Lo si legge nella nota del capogruppo di Fratelli d’Italia in Consiglio regionale, Guerino Testa.

“Il motivo ispiratore di tale istituzione è quella di offrire una forma di protezione a favore di qualsiasi soggetto, singolo o associato, interessato dall’azione della Pubblica Amministrazione, pertanto l’Ufficio del Difensore civico rappresenta un servizio rilevante per la tutela dei nostri cittadini e delle nostre imprese ma anche per gli enti stessi.

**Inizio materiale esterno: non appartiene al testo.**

//! Reactive sources: stores (value holders) and notifiers (change signals).
//!
//! Every source fans out to its subscribers synchronously, in registration
//! order, with no equality suppression: `set(x); set(x)` fires two callbacks.
//! Fan-out snapshots the subscriber list first, so a subscriber added during
//! a fan-out sees that event or the next one, never both and never neither,
//! and cancelling mid-fan-out is safe (tombstone flag checked per invoke).

use std::sync::atomic::{AtomicBool, Ordering};
use std::sync::{Arc, Mutex};

use crate::error::CoreError;

/// Visibility of a reactive source.
///
/// `Session` sources route reads, writes and fan-out through the ambient
/// session id; `Global` sources are shared across every connection.
#[derive(Debug, Clone, Copy, PartialEq, Eq)]
pub enum Scope {
    Global,
    Session,
}

/// Cancellation token returned by every subscribe/watch call.
///
/// `cancel` is idempotent.  After it returns, the callback will not be
/// invoked again; a callback already executing is allowed to complete.
/// Dropping the token without cancelling leaves the subscription alive --
/// the callback is owned by the source's list, the token is the only way
/// to remove it.
pub struct WatchGuard {
    cancelled: Arc<AtomicBool>,
    teardown: Mutex<Option<Box<dyn FnOnce() + Send>>>,
}

impl WatchGuard {
    pub(crate) fn bare(cancelled: Arc<AtomicBool>) -> Self {
        Self {
            cancelled,
            teardown: Mutex::new(None),
        }
    }

    pub(crate) fn with_teardown(
        cancelled: Arc<AtomicBool>,
        teardown: impl FnOnce() + Send + 'static,
    ) -> Self {
        Self {
            cancelled,
            teardown: Mutex::new(Some(Box::new(teardown))),
        }
    }

    pub fn cancel(&self) {
        self.cancelled.store(true, Ordering::SeqCst);
        let hook = self.teardown.lock().expect("teardown lock").take();
        if let Some(hook) = hook {
            hook();
        }
    }

    pub fn is_cancelled(&self) -> bool {
        self.cancelled.load(Ordering::SeqCst)
    }
}

impl std::fmt::Debug for WatchGuard {
    fn fmt(&self, f: &mut std::fmt::Formatter<'_>) -> std::fmt::Result {
        f.debug_struct("WatchGuard")
            .field("cancelled", &self.is_cancelled())
            .finish_non_exhaustive()
    }
}

/// A dependency edge for derived computations: the scope of the source plus
/// a value-less change signal.  Computations re-read current values inside
/// their compute function, so the edge itself carries no payload.
pub trait Reactive: Send + Sync {
    fn scope(&self) -> Scope;

    /// Register a change listener.  Fails with `NoSessionContext` when the
    /// source is session-scoped and no ambient session id is bound.
    fn watch(&self, listener: Arc<dyn Fn() + Send + Sync>) -> Result<WatchGuard, CoreError>;
}

/// Result scope of a computation over `deps`: `Session` if any input is
/// session-scoped, else `Global`.
pub fn scope_union(deps: &[Arc<dyn Reactive>]) -> Scope {
    if deps.iter().any(|d| d.scope() == Scope::Session) {
        Scope::Session
    } else {
        Scope::Global
    }
}

// ---------------------------------------------------------------------------
// Subscriber list
// ---------------------------------------------------------------------------

struct Entry<T> {
    callback: Arc<dyn Fn(&T) + Send + Sync>,
    cancelled: Arc<AtomicBool>,
}

impl<T> Clone for Entry<T> {
    fn clone(&self) -> Self {
        Self {
            callback: Arc::clone(&self.callback),
            cancelled: Arc::clone(&self.cancelled),
        }
    }
}

/// Registration-order subscriber list shared by stores and notifiers.
///
/// Cancelled entries are tombstoned by their guard and pruned on the next
/// emit; the list itself is never locked while callbacks run.
pub(crate) struct Subscribers<T> {
    entries: Mutex<Vec<Entry<T>>>,
}

impl<T> Subscribers<T> {
    pub(crate) fn new() -> Self {
        Self {
            entries: Mutex::new(Vec::new()),
        }
    }

    pub(crate) fn add(&self, callback: Arc<dyn Fn(&T) + Send + Sync>) -> WatchGuard {
        let cancelled = Arc::new(AtomicBool::new(false));
        self.entries.lock().expect("subscriber lock").push(Entry {
            callback,
            cancelled: Arc::clone(&cancelled),
        });
        WatchGuard::bare(cancelled)
    }

    pub(crate) fn emit(&self, value: &T) {
        let snapshot: Vec<Entry<T>> = {
            let mut entries = self.entries.lock().expect("subscriber lock");
            entries.retain(|e| !e.cancelled.load(Ordering::SeqCst));
            entries.clone()
        };
        for entry in &snapshot {
            if !entry.cancelled.load(Ordering::SeqCst) {
                (entry.callback)(value);
            }
        }
    }

    /// Number of live (non-cancelled) subscribers.
    pub(crate) fn live_count(&self) -> usize {
        let mut entries = self.entries.lock().expect("subscriber lock");
        entries.retain(|e| !e.cancelled.load(Ordering::SeqCst));
        entries.len()
    }
}

// ---------------------------------------------------------------------------
// Store
// ---------------------------------------------------------------------------

struct StoreInner<T> {
    value: Mutex<T>,
    subscribers: Subscribers<T>,
}

/// A shared value with synchronous change fan-out.
///
/// Cloning a `Store` creates another handle to the same state.  A new
/// subscriber receives the current value immediately.
pub struct Store<T> {
    inner: Arc<StoreInner<T>>,
}

impl<T> Clone for Store<T> {
    fn clone(&self) -> Self {
        Self {
            inner: Arc::clone(&self.inner),
        }
    }
}

impl<T: Clone + Send + Sync + 'static> Store<T> {
    pub fn new(initial: T) -> Self {
        Self {
            inner: Arc::new(StoreInner {
                value: Mutex::new(initial),
                subscribers: Subscribers::new(),
            }),
        }
    }

    pub fn get(&self) -> T {
        self.inner.value.lock().expect("store lock").clone()
    }

    /// Replace the value and fan out to all subscribers before returning.
    pub fn set(&self, value: T) {
        {
            let mut slot = self.inner.value.lock().expect("store lock");
            *slot = value.clone();
        }
        self.inner.subscribers.emit(&value);
    }

    /// Mutate the value in place, then fan out the new value.
    pub fn mutate(&self, f: impl FnOnce(&mut T)) {
        let next = {
            let mut slot = self.inner.value.lock().expect("store lock");
            f(&mut slot);
            slot.clone()
        };
        self.inner.subscribers.emit(&next);
    }

    /// Subscribe to value changes.  The callback fires immediately with the
    /// current value, then once per `set`/`mutate`.
    pub fn subscribe(&self, callback: impl Fn(&T) + Send + Sync + 'static) -> WatchGuard {
        let callback: Arc<dyn Fn(&T) + Send + Sync> = Arc::new(callback);
        let guard = self.inner.subscribers.add(Arc::clone(&callback));
        let current = self.get();
        callback(&current);
        guard
    }

    pub fn subscriber_count(&self) -> usize {
        self.inner.subscribers.live_count()
    }
}

impl<T: Clone + Send + Sync + 'static> Reactive for Store<T> {
    fn scope(&self) -> Scope {
        Scope::Global
    }

    fn watch(&self, listener: Arc<dyn Fn() + Send + Sync>) -> Result<WatchGuard, CoreError> {
        // Change edge only: no initial tick, the value is re-read by the
        // computation itself.
        let adapted: Arc<dyn Fn(&T) + Send + Sync> = Arc::new(move |_| listener());
        Ok(self.inner.subscribers.add(adapted))
    }
}

// ---------------------------------------------------------------------------
// Notifier
// ---------------------------------------------------------------------------

struct NotifierInner {
    scope: Scope,
    subscribers: Subscribers<()>,
}

/// A value-less change signal.  Subscribers get no initial event.
pub struct Notifier {
    inner: Arc<NotifierInner>,
}

impl Clone for Notifier {
    fn clone(&self) -> Self {
        Self {
            inner: Arc::clone(&self.inner),
        }
    }
}

impl Default for Notifier {
    fn default() -> Self {
        Self::new()
    }
}

impl Notifier {
    pub fn new() -> Self {
        Self::with_scope(Scope::Global)
    }

    pub(crate) fn with_scope(scope: Scope) -> Self {
        Self {
            inner: Arc::new(NotifierInner {
                scope,
                subscribers: Subscribers::new(),
            }),
        }
    }

    /// Fan out one tick to all current subscribers before returning.
    pub fn notify(&self) {
        self.inner.subscribers.emit(&());
    }

    pub fn subscribe(&self, callback: impl Fn() + Send + Sync + 'static) -> WatchGuard {
        self.inner
            .subscribers
            .add(Arc::new(move |(): &()| callback()))
    }

    pub fn subscriber_count(&self) -> usize {
        self.inner.subscribers.live_count()
    }

    /// Fuse several sources into one notifier: any input firing triggers one
    /// tick.  The result is session-scoped if any input is.
    ///
    /// Input watches are acquired eagerly, so session-scoped inputs require
    /// an ambient session id at the call site.
    pub fn any_of(deps: &[Arc<dyn Reactive>]) -> Result<FusedNotifier, CoreError> {
        let fused = Notifier::with_scope(scope_union(deps));
        let mut links = Vec::with_capacity(deps.len());
        for dep in deps {
            let tick = fused.clone();
            links.push(dep.watch(Arc::new(move || tick.notify()))?);
        }
        Ok(FusedNotifier {
            notifier: fused,
            links,
        })
    }
}

impl Reactive for Notifier {
    fn scope(&self) -> Scope {
        self.inner.scope
    }

    fn watch(&self, listener: Arc<dyn Fn() + Send + Sync>) -> Result<WatchGuard, CoreError> {
        Ok(self
            .inner
            .subscribers
            .add(Arc::new(move |(): &()| listener())))
    }
}

/// A notifier derived from other sources.  Holds the input watches; `close`
/// severs them.
pub struct FusedNotifier {
    notifier: Notifier,
    links: Vec<WatchGuard>,
}

impl FusedNotifier {
    pub fn notifier(&self) -> &Notifier {
        &self.notifier
    }

    pub fn close(&self) {
        for link in &self.links {
            link.cancel();
        }
    }
}

impl Reactive for FusedNotifier {
    fn scope(&self) -> Scope {
        self.notifier.scope()
    }

    fn watch(&self, listener: Arc<dyn Fn() + Send + Sync>) -> Result<WatchGuard, CoreError> {
        self.notifier.watch(listener)
    }
}
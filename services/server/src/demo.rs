//! Sample action set served by the binary and driven by the e2e suites.
//!
//! Exercises each runtime feature: a notifier-driven items list (shared
//! across connections), a session-scoped current user with a login mutation,
//! a validated add-item mutation, and a plain fetch.

use std::sync::Arc;

use lq_core::validate::from_fn;
use lq_core::{
    Action, ActionFactory, ActionMap, CachePolicy, Fetch, Mutation, Notifier, Query, SessionStore,
    Store, handler,
};
use serde_json::{Value, json};

/// The shared item table and its change signal, visible to every connection.
#[derive(Clone)]
pub struct ItemTable {
    pub items: Store<Vec<Value>>,
    pub changed: Notifier,
}

impl Default for ItemTable {
    fn default() -> Self {
        Self::new()
    }
}

impl ItemTable {
    pub fn new() -> Self {
        Self {
            items: Store::new(Vec::new()),
            changed: Notifier::new(),
        }
    }

    /// Insert a row and fire the change signal, like an external writer
    /// observed through a table notifier.
    pub fn insert(&self, row: Value) {
        self.items.mutate(|rows| rows.push(row));
        self.changed.notify();
    }
}

pub fn demo_factory() -> ActionFactory {
    let table = ItemTable::new();
    factory_over(table)
}

/// Factory over an externally owned table, so tests can drive the data
/// while the server serves it.
pub fn factory_over(table: ItemTable) -> ActionFactory {
    Arc::new(move || build_actions(&table))
}

fn build_actions(table: &ItemTable) -> ActionMap {
    let mut actions = ActionMap::new();

    // itemsList: recomputes whenever the table's change signal fires.
    let items = table.items.clone();
    actions.insert(
        "itemsList".to_owned(),
        Action::query(
            Query::new(handler(move |_params| {
                let items = items.clone();
                async move { Ok(Value::Array(items.get())) }
            }))
            .dep(Arc::new(table.changed.clone()))
            .cache(CachePolicy::Infinite),
        ),
    );

    // Per-connection: the session's authenticated user.  Created inside the
    // factory, so it binds to the connection being opened.
    let current_user: SessionStore<Value> = SessionStore::new(Value::Null);

    // sessionUser: live view over the session store.
    let user = current_user.clone();
    actions.insert(
        "sessionUser".to_owned(),
        Action::query(
            Query::new(handler(move |_params| {
                let user = user.clone();
                async move { user.get() }
            }))
            .dep(Arc::new(current_user.clone())),
        ),
    );

    // login: sets the session user; other sessions are untouched.
    let user = current_user.clone();
    actions.insert(
        "login".to_owned(),
        Action::mutation(
            Mutation::new(handler(move |params| {
                let user = user.clone();
                async move {
                    user.set(params.clone())?;
                    Ok(params)
                }
            }))
            .validator(from_fn(|raw| {
                if raw.get("username").is_some_and(Value::is_string) {
                    Ok(raw)
                } else {
                    Err("username must be a string".to_owned())
                }
            })),
        ),
    );

    // addItem: validated insert that pokes the change signal.
    let table_for_add = table.clone();
    actions.insert(
        "addItem".to_owned(),
        Action::mutation(
            Mutation::new(handler(move |params| {
                let table = table_for_add.clone();
                async move {
                    table.insert(params.clone());
                    Ok(params)
                }
            }))
            .validator(from_fn(|raw| match raw.get("name") {
                Some(Value::String(_)) => Ok(raw),
                _ => Err("name must be a string".to_owned()),
            })),
        ),
    );

    // ping: a plain fetch, answered with a single update.
    actions.insert(
        "ping".to_owned(),
        Action::fetch(Fetch::new(handler(|_params| async {
            Ok(json!("pong"))
        }))),
    );

    actions
}
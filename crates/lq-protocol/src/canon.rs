//! Canonical parameter encoding.
//!
//! The dedup key for live subscriptions is the canonical JSON encoding of
//! the validated params: object keys sorted recursively, no whitespace,
//! absent/null params identical to `{}`.  The encoding is computed here so
//! it never depends on serializer map-ordering behavior.

use serde_json::Value;

/// Canonical encoding of `params`, used as the subscription dedup key.
pub fn fingerprint(params: Option<&Value>) -> String {
    match params {
        None | Some(Value::Null) => "{}".to_owned(),
        Some(value) => {
            let mut out = String::new();
            write_canonical(value, &mut out);
            out
        }
    }
}

fn write_canonical(value: &Value, out: &mut String) {
    match value {
        Value::Object(map) => {
            let mut keys: Vec<&String> = map.keys().collect();
            keys.sort_unstable();
            out.push('{');
            for (i, key) in keys.iter().enumerate() {
                if i > 0 {
                    out.push(',');
                }
                // Key quoting must match serde's string escaping exactly.
                out.push_str(&Value::String((*key).clone()).to_string());
                out.push(':');
                write_canonical(&map[*key], out);
            }
            out.push('}');
        }
        Value::Array(items) => {
            out.push('[');
            for (i, item) in items.iter().enumerate() {
                if i > 0 {
                    out.push(',');
                }
                write_canonical(item, out);
            }
            out.push(']');
        }
        // Scalars already serialize compactly and deterministically.
        other => out.push_str(&other.to_string()),
    }
}
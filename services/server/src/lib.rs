pub mod demo;
pub mod state;
pub mod ws;

pub use state::AppState;

use axum::{Router, routing::get};

pub fn build_router(state: AppState) -> Router {
    Router::new()
        .route("/ws/v1/live", get(ws::ws_handler))
        .route("/healthz", get(health::healthz))
        .route("/readyz", get(health::readyz))
        .with_state(state)
}

mod health {
    use axum::response::IntoResponse;
    pub async fn healthz() -> impl IntoResponse {
        "ok"
    }
    pub async fn readyz() -> impl IntoResponse {
        "ok"
    }
}
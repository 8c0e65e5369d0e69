// SPDX-License-Identifier: GPL-3.0-only

//! Obscura - camera capture session controller
//!
//! This library provides the capture session behind the Obscura camera:
//! permission gating, capture parameters, the zoom/exposure panels with
//! their radial button layout, and the single-slot photo capture pipeline.
//!
//! # Architecture
//!
//! The crate is organized into several modules:
//!
//! - [`app`]: Session controller, parameter store, panels, layout, permission gate
//! - [`backends`]: Camera backend abstraction and the virtual camera
//! - [`pipelines`]: Photo capture pipeline and review-screen handoff
//! - [`config`]: User configuration handling
//! - [`storage`]: Gallery storage used by the review screen
//! - [`terminal`]: Interactive terminal front-end
//!
//! # Example
//!
//! ```no_run
//! use obscura::app::{CameraSession, Message, PermissionState, SessionSettings};
//! use obscura::backends::camera::VirtualCameraBackend;
//! use std::sync::Arc;
//!
//! # async fn demo() {
//! let backend = Arc::new(VirtualCameraBackend::new(std::env::temp_dir()));
//! let mut session = CameraSession::new(backend, PermissionState::granted(), SessionSettings::default());
//! session.update(Message::SetZoom(4.0));
//! let media = session.capture_photo().await;
//! # }
//! ```

pub mod app;
pub mod backends;
pub mod config;
pub mod constants;
pub mod errors;
pub mod pipelines;
pub mod storage;
pub mod terminal;

// Re-export commonly used types
pub use app::{CameraSession, Command, Message, Route, SessionScreen, SessionSettings};
pub use config::Config;
pub use errors::{AppError, AppResult, CameraError, CaptureError};
pub use pipelines::photo::{CapturedMedia, MediaKind};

Con tale designazione l’Abruzzo contribuisce, altresì, alla volontà di un proficuo rilancio dell’istituto del Difensore civico nazionale, poiché l’Italia è tutt’ora uno dei pochi Stati membri dell’Unione Europea ad esserne sprovvisto e lo stesso trova una declinazione esclusivamente a livello regionale o delle province autonome, connotata da una certa disomogeneità”.

Al commento positivo sulla nomina di Morra, non si è fatta attendere la risposta di Mariani, Paolucci, Di Benedetto e Scoccia che hanno commentato: “Ennesima sconfitta della maggioranza, dopo numerosi rinvii il Presidente Sospiri nomina il Difensore Civico regionale per decorrenza dei termini!”.

“Il fatto che, nella giornata di oggi, il Presidente del Consiglio Regionale Lorenzo Sospiri, esercitando i poteri sostitutivi per decorrenza dei termini del voto consiliare, abbia dovuto provvedere alla nomina del Difensore Civico regionale certifica”, scrivono in una nota i Capigruppo della minoranza Sandro Mariani (Abruzzo in Comune), Silvio Paolucci (Partito Democratico), Americo Di Benedetto (Legnini Presidente) e Marianna Scoccia (Gruppo Misto), “se mai ve ne fosse stato bisogno, come ormai sia “guerra aperta” sulle nomine all’interno della maggioranza tra Lega, Fratelli d’Italia e Forza Italia. Spiace inoltre constatare come, anche su figure di garanzia, non si riesca a trovare la
sintesi all’interno della maggioranza tant’è che il Consiglio Regionale in questi mesi ha più volte rinviato questa nomina, messa all’ordine del giorno, per i dissapori e le ripicche interne al centrodestra”, concludono i Capigruppo di minoranza, “A soli due anni dal suo insediamento questa maggioranza appare sempre più spaccata, ostaggio di faide interne e ripicche personali, tanto da non riuscire a fare quadrato nemmeno sulla “spartizione delle poltrone”! A pagare le conseguenze di questa impasse sono, come sempre, gli abruzzesi che vedono i propri problemi e le proprie necessità passare ogni volta in secondo piano, con la maggioranza troppo impegnata “a farsi la guerra interna” per pensare al futuro della nostra regione”.